Have you heard the news? The votes are in and just last night it was announced that the T-Moji Party has swept this year’s SGA Elections (CONGRATS!!!). Now that it’s all over it seems that SGA election season just came and went… and that’s the problem! We think election season should be more of a spectacle. Here are 6 ideas we have that will improve future SGA elections.
T-Moji received 22 electoral votes from West Village and TU Evolution got 6 from Res Tower… but none of it mattered because Towson is stuck in the past with their outdated ‘popular voting’ system. Think of the fun we could have with colored maps with campus boundaries. And live look-ins with bureaucratic updates? And swing halls? Oh man, WE GOTTA HAVE SWING HALLS!

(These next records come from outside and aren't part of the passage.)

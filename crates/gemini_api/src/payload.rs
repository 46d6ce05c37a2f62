use llm_provider::{Message, Role};
use serde::{Deserialize, Serialize};

/// Request payload for `streamGenerateContent`.
///
/// System messages do not travel in `contents`; the last one becomes the
/// request-level system instruction.
#[derive(Debug, Clone, Serialize)]
#[serde(rename_all = "camelCase")]
pub struct GenerateRequest {
    pub contents: Vec<Content>,
    #[serde(skip_serializing_if = "Option::is_none")]
    pub system_instruction: Option<Content>,
    pub generation_config: GenerationConfig,
}

impl GenerateRequest {
    #[must_use]
    pub fn from_messages(messages: &[Message]) -> Self {
        let mut contents = Vec::new();
        let mut system_instruction = None;

        for message in messages {
            match message.role {
                Role::System => {
                    system_instruction = Some(Content::text(None, &message.content));
                }
                Role::User => contents.push(Content::text(Some("user"), &message.content)),
                Role::Model => contents.push(Content::text(Some("model"), &message.content)),
            }
        }

        Self {
            contents,
            system_instruction,
            generation_config: GenerationConfig::default(),
        }
    }
}

#[derive(Debug, Clone, Serialize, Deserialize)]
pub struct Content {
    #[serde(skip_serializing_if = "Option::is_none")]
    pub role: Option<String>,
    #[serde(default)]
    pub parts: Vec<Part>,
}

impl Content {
    fn text(role: Option<&str>, text: &str) -> Self {
        Self {
            role: role.map(str::to_string),
            parts: vec![Part {
                text: text.to_string(),
            }],
        }
    }
}

#[derive(Debug, Clone, Serialize, Deserialize)]
pub struct Part {
    #[serde(default)]
    pub text: String,
}

#[derive(Debug, Clone, Serialize)]
#[serde(rename_all = "camelCase")]
pub struct GenerationConfig {
    pub candidate_count: u32,
}

impl Default for GenerationConfig {
    fn default() -> Self {
        Self { candidate_count: 1 }
    }
}

/// One streamed response frame.
#[derive(Debug, Clone, Deserialize)]
pub struct GenerateResponse {
    #[serde(default)]
    pub candidates: Vec<Candidate>,
}

impl GenerateResponse {
    /// Concatenated text of the first candidate's parts.
    #[must_use]
    pub fn text(&self) -> String {
        self.candidates
            .first()
            .map(|candidate| {
                candidate
                    .content
                    .parts
                    .iter()
                    .map(|part| part.text.as_str())
                    .collect()
            })
            .unwrap_or_default()
    }
}

#[derive(Debug, Clone, Deserialize)]
pub struct Candidate {
    #[serde(default)]
    pub content: CandidateContent,
}

#[derive(Debug, Clone, Default, Deserialize)]
pub struct CandidateContent {
    #[serde(default)]
    pub parts: Vec<Part>,
}
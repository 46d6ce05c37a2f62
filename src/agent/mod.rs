//! Agent mode: the model drives a restricted command interpreter, one
//! command per reply, with results fed back as the next turn's input.

pub mod commands;
pub mod error;
pub mod parser;

use std::sync::Arc;

use commands::CommandRegistry;
use error::AgentError;
use parser::ReplyParser;

use crate::chat::{Chat, ChatError};

const PROMPT_TEMPLATE: &str = include_str!("prompt.md");

/// Runs the agent session loop until end of input or interrupt.
///
/// Recoverable interpreter and command errors are rendered with their
/// corrective hint and re-injected as the next prompt so the model can
/// self-correct; they never end the session.
pub async fn run(chat: &mut Chat) -> Result<(), ChatError> {
    let registry = Arc::new(CommandRegistry::builtin());
    chat.set_system_prompt(system_prompt(&registry));
    tracing::debug!("beginning agent session");

    let mut input = String::new();
    loop {
        match take_turn(chat, &registry, &input).await {
            Ok(output) => input = output,
            Err(AgentError::Fixable(error)) => {
                tracing::debug!(%error, "recoverable agent error");
                input = error.feedback();
            }
            Err(AgentError::Chat(ChatError::EndOfInput | ChatError::Interrupted)) => {
                return Ok(());
            }
            Err(AgentError::Chat(error)) => return Err(error),
        }
    }
}

/// One agent turn: send the input, parse the streamed reply, and return
/// the dispatched command's result.
///
/// Ctrl-C mid-reply abandons the turn: partial display output stays, the
/// partial reply is discarded from history, and control returns to the
/// user for the next prompt.
async fn take_turn(
    chat: &mut Chat,
    registry: &Arc<CommandRegistry>,
    input: &str,
) -> Result<String, AgentError> {
    let stream = chat.send(input).await.map_err(AgentError::Chat)?;
    let parser = ReplyParser::new(Arc::clone(registry), chat.console.clone());

    let (transcript, result) = tokio::select! {
        outcome = parser.handle(stream) => outcome,
        _ = tokio::signal::ctrl_c() => {
            chat.console.display().write_str("\n")?;
            let next = chat.console.read_prompt().await.map_err(AgentError::Chat)?;
            return Ok(next);
        }
    };

    match result {
        Ok(output) => {
            if !transcript.is_empty() {
                chat.record_reply(transcript);
            }
            Ok(output)
        }
        Err(AgentError::Fixable(error)) => {
            // The model's words stay in history so it can see what the
            // feedback refers to.
            if !transcript.is_empty() {
                chat.record_reply(transcript);
            }
            Err(AgentError::Fixable(error))
        }
        Err(error) => Err(error),
    }
}

/// Renders the agent system prompt with the registry's command list.
fn system_prompt(registry: &CommandRegistry) -> String {
    PROMPT_TEMPLATE.replacen("#{COMMANDS}", &registry.catalog(), 1)
}
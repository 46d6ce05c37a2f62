use llm_provider::CompletionError;
use reqwest::StatusCode;
use serde::Deserialize;
use thiserror::Error;

#[derive(Debug, Error)]
pub enum OpenAiApiError {
    #[error("missing API key")]
    MissingApiKey,

    #[error("request error: {0}")]
    Request(#[from] reqwest::Error),

    #[error("HTTP {status} {message}")]
    Status { status: StatusCode, message: String },

    #[error("retry exhausted after max attempts (last error: {last_error:?})")]
    RetryExhausted { last_error: Option<String> },

    #[error("serialization error: {0}")]
    Serde(#[from] serde_json::Error),
}

impl From<OpenAiApiError> for CompletionError {
    fn from(error: OpenAiApiError) -> Self {
        match error {
            OpenAiApiError::MissingApiKey => {
                Self::Config("missing OPENAI_API_KEY".to_string())
            }
            OpenAiApiError::Status { status, message } => Self::Status {
                status: status.as_u16(),
                message,
            },
            OpenAiApiError::Request(error) => Self::Transport(error.to_string()),
            OpenAiApiError::RetryExhausted { .. } => Self::Transport(error.to_string()),
            OpenAiApiError::Serde(error) => Self::Stream(error.to_string()),
        }
    }
}

/// Error body shape returned by the API on non-success statuses.
#[derive(Debug, Deserialize)]
pub(crate) struct ErrorPayload {
    #[serde(rename = "error")]
    pub value: Option<ErrorPayloadFields>,
}

#[derive(Debug, Deserialize)]
pub(crate) struct ErrorPayloadFields {
    pub message: Option<String>,
    #[serde(rename = "type")]
    pub type_: Option<String>,
}

/// Extract a human-readable message from an error response body, falling
/// back to the raw body or the status reason when the shape is unfamiliar.
pub fn parse_error_message(status: StatusCode, body: &str) -> String {
    if let Ok(ErrorPayload { value: Some(fields) }) = serde_json::from_str::<ErrorPayload>(body) {
        if let Some(message) = fields.message.filter(|value| !value.is_empty()) {
            return match fields.type_.filter(|value| !value.is_empty()) {
                Some(kind) => format!("{kind}: {message}"),
                None => message,
            };
        }
    }

    if body.is_empty() {
        status
            .canonical_reason()
            .unwrap_or("request failed")
            .to_string()
    } else {
        body.to_string()
    }
}
use std::fs;
use std::io::Write;
use std::path::{Path, PathBuf};

use llm_provider::Message;
use serde_json::Value;
use time::format_description::well_known::Rfc3339;
use time::OffsetDateTime;
use uuid::Uuid;

use crate::error::SessionStoreError;
use crate::paths::session_file_name;
use crate::schema::{MessageRecord, SessionHeader, StoredSession};

pub struct SessionStore {
    root: PathBuf,
}

impl SessionStore {
    /// Opens a store rooted at `root`, creating the directory if needed.
    pub fn open(root: impl Into<PathBuf>) -> Result<Self, SessionStoreError> {
        let root = root.into();
        fs::create_dir_all(&root)
            .map_err(|source| SessionStoreError::io("creating sessions directory", &root, source))?;
        Ok(Self { root })
    }

    #[must_use]
    pub fn root(&self) -> &Path {
        &self.root
    }

    /// Persists a transcript. A fresh uuid is generated when `session_id`
    /// is `None`; an existing session's `created_at` survives the rewrite,
    /// `updated_at` is always stamped with the current time.
    pub fn save(
        &self,
        session_id: Option<&str>,
        name: &str,
        messages: &[Message],
    ) -> Result<SessionHeader, SessionStoreError> {
        let now = now_rfc3339()?;
        let session_id = match session_id {
            Some(id) => id.to_string(),
            None => Uuid::new_v4().to_string(),
        };

        let created_at = match self.load(&session_id) {
            Ok(existing) => existing.header.created_at,
            Err(SessionStoreError::UnknownSession { .. }) => now.clone(),
            Err(error) => return Err(error),
        };

        let header = SessionHeader::v1(session_id, name, created_at, now);
        let path = self.session_path(&header.session_id);

        let mut lines = Vec::with_capacity(messages.len() + 1);
        lines.push(
            serde_json::to_string(&header)
                .map_err(|source| SessionStoreError::json_serialize(&path, source))?,
        );
        for message in messages {
            let record = MessageRecord::from(message);
            lines.push(
                serde_json::to_string(&record)
                    .map_err(|source| SessionStoreError::json_serialize(&path, source))?,
            );
        }

        // Write to a sibling temp file, then rename into place.
        let tmp_path = path.with_extension("jsonl.tmp");
        {
            let mut file = fs::File::create(&tmp_path).map_err(|source| {
                SessionStoreError::io("creating session file", &tmp_path, source)
            })?;
            for line in &lines {
                writeln!(file, "{line}").map_err(|source| {
                    SessionStoreError::io("writing session line", &tmp_path, source)
                })?;
            }
        }
        fs::rename(&tmp_path, &path)
            .map_err(|source| SessionStoreError::io("renaming session file", &path, source))?;

        Ok(header)
    }

    /// Loads one session by id.
    pub fn load(&self, session_id: &str) -> Result<StoredSession, SessionStoreError> {
        let path = self.session_path(session_id);
        let contents = match fs::read_to_string(&path) {
            Ok(contents) => contents,
            Err(source) if source.kind() == std::io::ErrorKind::NotFound => {
                return Err(SessionStoreError::UnknownSession {
                    root: self.root.clone(),
                    session_id: session_id.to_string(),
                });
            }
            Err(source) => return Err(SessionStoreError::io("opening session file", &path, source)),
        };

        read_session(&path, &contents)
    }

    /// Lists session headers, newest `updated_at` first.
    pub fn list(&self) -> Result<Vec<SessionHeader>, SessionStoreError> {
        let entries = fs::read_dir(&self.root)
            .map_err(|source| SessionStoreError::io("reading sessions directory", &self.root, source))?;

        let mut headers = Vec::new();
        for entry in entries {
            let entry = entry.map_err(|source| {
                SessionStoreError::io("reading sessions directory", &self.root, source)
            })?;
            let path = entry.path();
            if path.extension().and_then(|ext| ext.to_str()) != Some("jsonl") {
                continue;
            }

            let contents = fs::read_to_string(&path)
                .map_err(|source| SessionStoreError::io("opening session file", &path, source))?;
            headers.push(read_session(&path, &contents)?.header);
        }

        headers.sort_by(|a, b| b.updated_at.cmp(&a.updated_at));
        Ok(headers)
    }

    fn session_path(&self, session_id: &str) -> PathBuf {
        self.root.join(session_file_name(session_id))
    }
}

fn read_session(path: &Path, contents: &str) -> Result<StoredSession, SessionStoreError> {
    let mut header: Option<SessionHeader> = None;
    let mut messages = Vec::new();

    for (line_index, line) in contents.lines().enumerate() {
        let line_number = line_index + 1;
        if line.trim().is_empty() {
            continue;
        }

        let value: Value = serde_json::from_str(line)
            .map_err(|source| SessionStoreError::json_line(path, line_number, source))?;
        let record_type = value.get("type").and_then(Value::as_str).unwrap_or("");

        if line_number == 1 {
            if record_type != "session" {
                return Err(SessionStoreError::InvalidHeaderRecord {
                    path: path.to_path_buf(),
                    line: line_number,
                });
            }

            let parsed: SessionHeader = serde_json::from_value(value)
                .map_err(|source| SessionStoreError::json_line(path, line_number, source))?;
            validate_header_line(path, line_number, &parsed)?;
            header = Some(parsed);
            continue;
        }

        if record_type != "message" {
            return Err(SessionStoreError::InvalidMessageRecord {
                path: path.to_path_buf(),
                line: line_number,
            });
        }
        let record: MessageRecord = serde_json::from_value(value)
            .map_err(|source| SessionStoreError::json_line(path, line_number, source))?;
        messages.push(record);
    }

    let header = header.ok_or_else(|| SessionStoreError::MissingHeader {
        path: path.to_path_buf(),
    })?;

    Ok(StoredSession { header, messages })
}

fn validate_header_line(
    path: &Path,
    line_number: usize,
    header: &SessionHeader,
) -> Result<(), SessionStoreError> {
    if header.version != 1 {
        return Err(SessionStoreError::UnsupportedVersion {
            path: path.to_path_buf(),
            line: line_number,
            found: header.version,
        });
    }

    validate_rfc3339(path, line_number, "created_at", &header.created_at)?;
    validate_rfc3339(path, line_number, "updated_at", &header.updated_at)?;
    Ok(())
}

fn validate_rfc3339(
    path: &Path,
    line_number: usize,
    field: &'static str,
    value: &str,
) -> Result<(), SessionStoreError> {
    if OffsetDateTime::parse(value, &Rfc3339).is_err() {
        return Err(SessionStoreError::InvalidTimestamp {
            path: path.to_path_buf(),
            line: line_number,
            field,
            value: value.to_string(),
        });
    }

    Ok(())
}

fn now_rfc3339() -> Result<String, SessionStoreError> {
    OffsetDateTime::now_utc()
        .format(&Rfc3339)
        .map_err(SessionStoreError::ClockFormat)
}
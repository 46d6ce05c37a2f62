//! Minimal provider-agnostic contract for streaming chat completions.
//!
//! This crate intentionally defines only the shared message model and the
//! completion-stream contract. It excludes provider transport details,
//! wire payloads, and session orchestration concerns.

use std::pin::Pin;

use async_trait::async_trait;
use bytes::Bytes;
use futures_util::Stream;
use serde::{Deserialize, Serialize};
use thiserror::Error;

/// Role attached to one conversation message.
#[derive(Debug, Clone, Copy, PartialEq, Eq, Serialize, Deserialize)]
#[serde(rename_all = "snake_case")]
pub enum Role {
    System,
    User,
    Model,
}

impl Role {
    #[must_use]
    pub fn as_str(&self) -> &'static str {
        match self {
            Self::System => "system",
            Self::User => "user",
            Self::Model => "model",
        }
    }
}

/// One role-tagged message in a conversation history.
#[derive(Debug, Clone, PartialEq, Eq, Serialize, Deserialize)]
pub struct Message {
    pub role: Role,
    pub content: String,
}

impl Message {
    #[must_use]
    pub fn system(content: impl Into<String>) -> Self {
        Self {
            role: Role::System,
            content: content.into(),
        }
    }

    #[must_use]
    pub fn user(content: impl Into<String>) -> Self {
        Self {
            role: Role::User,
            content: content.into(),
        }
    }

    #[must_use]
    pub fn model(content: impl Into<String>) -> Self {
        Self {
            role: Role::Model,
            content: content.into(),
        }
    }
}

/// Immutable metadata describing a completion client.
#[derive(Debug, Clone, PartialEq, Eq)]
pub struct ProviderProfile {
    pub provider_id: String,
    pub model_id: String,
}

/// Error surfaced by a completion client.
///
/// Everything here is fatal from the session loop's perspective; callers
/// that want to recover wrap these at the call site.
#[derive(Debug, Error)]
pub enum CompletionError {
    #[error("provider configuration: {0}")]
    Config(String),

    #[error("transport error: {0}")]
    Transport(String),

    #[error("HTTP {status}: {message}")]
    Status { status: u16, message: String },

    #[error("malformed reply stream: {0}")]
    Stream(String),
}

/// Live byte stream of one incremental model reply.
///
/// Chunk boundaries carry no meaning; consumers must tolerate arbitrary
/// splits. Dropping the stream cancels the underlying request.
pub type ReplyStream = Pin<Box<dyn Stream<Item = Result<Bytes, CompletionError>> + Send>>;

/// Provider interface: given an ordered message history, produce a live
/// reply stream.
#[async_trait]
pub trait CompletionClient: Send + Sync {
    /// Returns provider/model identity metadata.
    fn profile(&self) -> ProviderProfile;

    /// Starts one completion over the full conversation so far.
    async fn complete(&self, messages: &[Message]) -> Result<ReplyStream, CompletionError>;
}

#[cfg(test)]
mod tests {
    use super::{Message, Role};

    #[test]
    fn message_constructors_tag_roles() {
        assert_eq!(Message::system("s").role, Role::System);
        assert_eq!(Message::user("u").role, Role::User);
        assert_eq!(Message::model("m").role, Role::Model);
        assert_eq!(Message::user("hello").content, "hello");
    }

    #[test]
    fn role_names_are_stable() {
        assert_eq!(Role::System.as_str(), "system");
        assert_eq!(Role::User.as_str(), "user");
        assert_eq!(Role::Model.as_str(), "model");
    }

    #[test]
    fn role_serializes_snake_case() {
        let json = serde_json::to_string(&Message::user("hi")).expect("message serializes");
        assert_eq!(json, r#"{"role":"user","content":"hi"}"#);
    }
}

Let’s live it up like we’re in Vatican City! How many of you guys found out about the election results yesterday through Twitter? BORING. What if we changed it up a bit and got all Catholic up in hurr. Yep, we’re talking about a thick yellow smoke ascending from the smoke chimney next to Cook once the executives have been elected.
Rally, rally, the pitcher’s name is Sally! Wouldn’t it be awesome if each party inspired voters with massive and elaborate speeches around campus, just like the big guns in Washington? Get the presidential candidate a microphone and the rest should come easy. Imagine Freedom Square decked out with screaming students looking exactly like… well, freedom.
If there’s anyone who lives simply for the thrill of election season it’s this guy. He knows he won’t win, but if he ever got word of Towson’s SGA Elections we have no doubt he would put his name in the running. Having run for US President every year since 1996, Nader would add a little bit of zest to the elections and might even get us some unexpected press.
Studies show that there is a positive correlation between the kissing of babies and election victory. Funny though, because in the last few weeks we have not seen one single SGA candidate pucker up to a cute, innocent, infant. In all honesty, it’s a wonder how anyone won this election with such a disgusting lack of baby kissin’. It’s just a suggestion, but c’mon guys, where’s the love?
Picture this: the whole campus is jam-packed into an electric Towson Center with a majestic 5-level podium sitting center stage. The house lights fade and the spotlight beams on- you guessed it- Ralph Nader. One by one he reads the winners off a small index card from Treasurer all the way up to President. Slowly, each winner takes their respective spot on the podium with Doc gently placing gold medals around each of their necks. Also the fight song is playing in the background. That is all.